I know it sounds cliché. But he is your anchor. More than anything, you need Jesus.
When your husband doesn’t see things from your perspective, walk with Jesus. Ask Jesus to open your eyes to see life from His perspective.
When you are tempted to cast blame, and point out all of your husband’s short comings, walk with Jesus. Replace the blame with kind encouraging words.
Marriage is made up of seasons.
Some seasons are sad. Some are full of unspeakable joy. And most of the time, seasons are not forever. But no matter the season in your marriage, keep walking with Jesus.
I know. The theme is redundant-this always walking with Jesus. But there is no hope apart from him. Your problems are often God’s furnace…he’s making you and your husband into gold-burning away the dross. Don’t fight it. Embrace it. Let the brokenness fall away and give yourself over to Jesus completely.
So, sit up in that chair. Wipe your eyes. I’m going to tell you something that will make your head spin. You ready?
Jesus rescues you. He’s the real prince. He lived and died to prove how much he loves you. The day you make your marriage about Jesus is the day your marriage becomes a beautiful portrait of the Gospel.
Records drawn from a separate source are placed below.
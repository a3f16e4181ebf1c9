//! Elasticsearch document sink.
//!
//! Each result is indexed with `PUT /{index}/_doc/{doc_id}` against one of
//! the configured hosts (round-robin). Plain HTTP or HTTPS via rustls with
//! the Mozilla root store; optional Basic auth.

use std::sync::Arc;
use std::sync::atomic::{AtomicUsize, Ordering};

use base64::Engine;
use base64::engine::general_purpose::STANDARD;
use bytes::Bytes;
use http::header::{AUTHORIZATION, CONTENT_TYPE, HOST, USER_AGENT};
use http::{HeaderValue, Request, StatusCode};
use http_body_util::{BodyExt, Full};
use hyper_util::rt::TokioIo;
use rustls::pki_types::ServerName;
use scrapeflow_core::{ScrapeResult, SinkConfig};
use tokio::io::{AsyncRead, AsyncWrite};
use tokio::net::TcpStream;
use tokio_rustls::TlsConnector;
use tracing::{debug, info};

use crate::error::SinkError;
use crate::sink::{Sink, WriteFuture};

/// Characters of a rejection body kept in [`SinkError::Rejected`].
const REJECTED_BODY_CHARS: usize = 256;

/// Connection parameters of the sink cluster.
#[derive(Debug, Clone)]
pub struct SinkSettings {
    pub hosts: Vec<String>,
    pub port: u16,
    pub https: bool,
    pub username: Option<String>,
    pub password: Option<String>,
}

impl From<&SinkConfig> for SinkSettings {
    fn from(config: &SinkConfig) -> Self {
        Self {
            hosts: config.hosts.clone(),
            port: config.port,
            https: config.https,
            username: config.username.clone(),
            password: config.password.clone(),
        }
    }
}

/// Shared, immutable Elasticsearch client.
///
/// Built once at startup and shared by every forwarder lane.
pub struct ElasticsearchSink {
    hosts: Vec<String>,
    port: u16,
    authorization: Option<HeaderValue>,
    tls: Option<TlsConnector>,
    next_host: AtomicUsize,
}

impl ElasticsearchSink {
    /// Build the client. Fails without hosts or when TLS cannot be set up.
    pub fn new(settings: SinkSettings) -> Result<Self, SinkError> {
        if settings.hosts.is_empty() {
            return Err(SinkError::Setup("no sink hosts configured".to_string()));
        }

        let tls = if settings.https {
            Some(TlsConnector::from(Arc::new(client_config()?)))
        } else {
            None
        };

        let authorization = match &settings.username {
            Some(user) => {
                let password = settings.password.as_deref().unwrap_or_default();
                let token = STANDARD.encode(format!("{user}:{password}"));
                let value = HeaderValue::from_str(&format!("Basic {token}"))
                    .map_err(|e| SinkError::Setup(format!("invalid credentials: {e}")))?;
                Some(value)
            }
            None => None,
        };

        let sink = Self {
            hosts: settings.hosts,
            port: settings.port,
            authorization,
            tls,
            next_host: AtomicUsize::new(0),
        };
        info!(urls = ?sink.base_urls(), "elasticsearch sink configured");
        Ok(sink)
    }

    /// `scheme://host:port` of every configured host.
    pub fn base_urls(&self) -> Vec<String> {
        let scheme = if self.tls.is_some() { "https" } else { "http" };
        self.hosts
            .iter()
            .map(|h| format!("{scheme}://{h}:{}", self.port))
            .collect()
    }

    fn pick_host(&self) -> &str {
        let i = self.next_host.fetch_add(1, Ordering::Relaxed) % self.hosts.len();
        &self.hosts[i]
    }

    async fn put(&self, host: &str, path: &str, body: Bytes) -> Result<(), SinkError> {
        let stream = TcpStream::connect((host, self.port))
            .await
            .map_err(|e| SinkError::Connect {
                host: host.to_string(),
                reason: e.to_string(),
            })?;

        let mut builder = Request::put(path)
            .header(HOST, format!("{host}:{}", self.port))
            .header(CONTENT_TYPE, "application/json")
            .header(USER_AGENT, "scrapeflow/0.1");
        if let Some(auth) = &self.authorization {
            builder = builder.header(AUTHORIZATION, auth.clone());
        }
        let request = builder.body(Full::new(body)).map_err(|e| SinkError::Request {
            host: host.to_string(),
            reason: e.to_string(),
        })?;

        let (status, response_body) = match &self.tls {
            Some(connector) => {
                let server_name =
                    ServerName::try_from(host.to_string()).map_err(|e| SinkError::Connect {
                        host: host.to_string(),
                        reason: e.to_string(),
                    })?;
                let tls_stream = connector.connect(server_name, stream).await.map_err(|e| {
                    SinkError::Connect {
                        host: host.to_string(),
                        reason: format!("tls handshake: {e}"),
                    }
                })?;
                send(TokioIo::new(tls_stream), request, host).await?
            }
            None => send(TokioIo::new(stream), request, host).await?,
        };

        if status.is_success() {
            Ok(())
        } else {
            Err(SinkError::Rejected {
                status: status.as_u16(),
                body: excerpt(&response_body),
            })
        }
    }
}

impl Sink for ElasticsearchSink {
    fn write<'a>(
        &'a self,
        index: &'a str,
        doc_id: &'a str,
        result: &'a ScrapeResult,
    ) -> WriteFuture<'a> {
        Box::pin(async move {
            let body = Bytes::from(serde_json::to_vec(result)?);
            let host = self.pick_host();
            let path = format!("/{index}/_doc/{doc_id}");
            self.put(host, &path, body).await?;
            debug!(%host, %index, %doc_id, target_id = %result.target_id, "document indexed");
            Ok(())
        })
    }
}

/// One request over a fresh HTTP/1.1 connection.
async fn send<T>(
    io: TokioIo<T>,
    request: Request<Full<Bytes>>,
    host: &str,
) -> Result<(StatusCode, Bytes), SinkError>
where
    T: AsyncRead + AsyncWrite + Unpin + Send + 'static,
{
    let request_error = |e: hyper::Error| SinkError::Request {
        host: host.to_string(),
        reason: e.to_string(),
    };

    let (mut sender, conn) = hyper::client::conn::http1::handshake(io)
        .await
        .map_err(request_error)?;

    // Drive the connection in the background.
    tokio::spawn(async move {
        let _ = conn.await;
    });

    let response = sender.send_request(request).await.map_err(request_error)?;
    let status = response.status();
    let body = response
        .into_body()
        .collect()
        .await
        .map(|b| b.to_bytes())
        .unwrap_or_default();
    Ok((status, body))
}

/// The start of a response body, cut on a character boundary.
fn excerpt(body: &[u8]) -> String {
    String::from_utf8_lossy(body)
        .chars()
        .take(REJECTED_BODY_CHARS)
        .collect()
}

fn client_config() -> Result<rustls::ClientConfig, SinkError> {
    let mut root_store = rustls::RootCertStore::empty();
    root_store.extend(webpki_roots::TLS_SERVER_ROOTS.iter().cloned());

    let config = rustls::ClientConfig::builder_with_provider(
        rustls::crypto::ring::default_provider().into(),
    )
    .with_safe_default_protocol_versions()
    .map_err(|e| SinkError::Setup(format!("tls protocol version error: {e}")))?
    .with_root_certificates(root_store)
    .with_no_client_auth();

    Ok(config)
}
And surprisingly, I still see that life is sort of like a fairytale. My fairytale version of marriage shattered, but Jesus picked up those pieces, melted away the dross (he’s still melting some of the dross away), and he’s making our marriage a picture of the Gospel. Jesus came and loved me in my darkest moments. He died in my place. But he didn’t stop there, he gave me more.
In fact, one of the greatest gifts he’s given me is Josh. My husband. My best friend. Josh forgives me for my darkest moments; and I forgive him for his darkest moments. He loves me no matter what; I love him no matter what.
And now that I think about it, that sounds like an incredible fairytale to me-Forgiveness and Unconditional love.
So remember- walk with Jesus.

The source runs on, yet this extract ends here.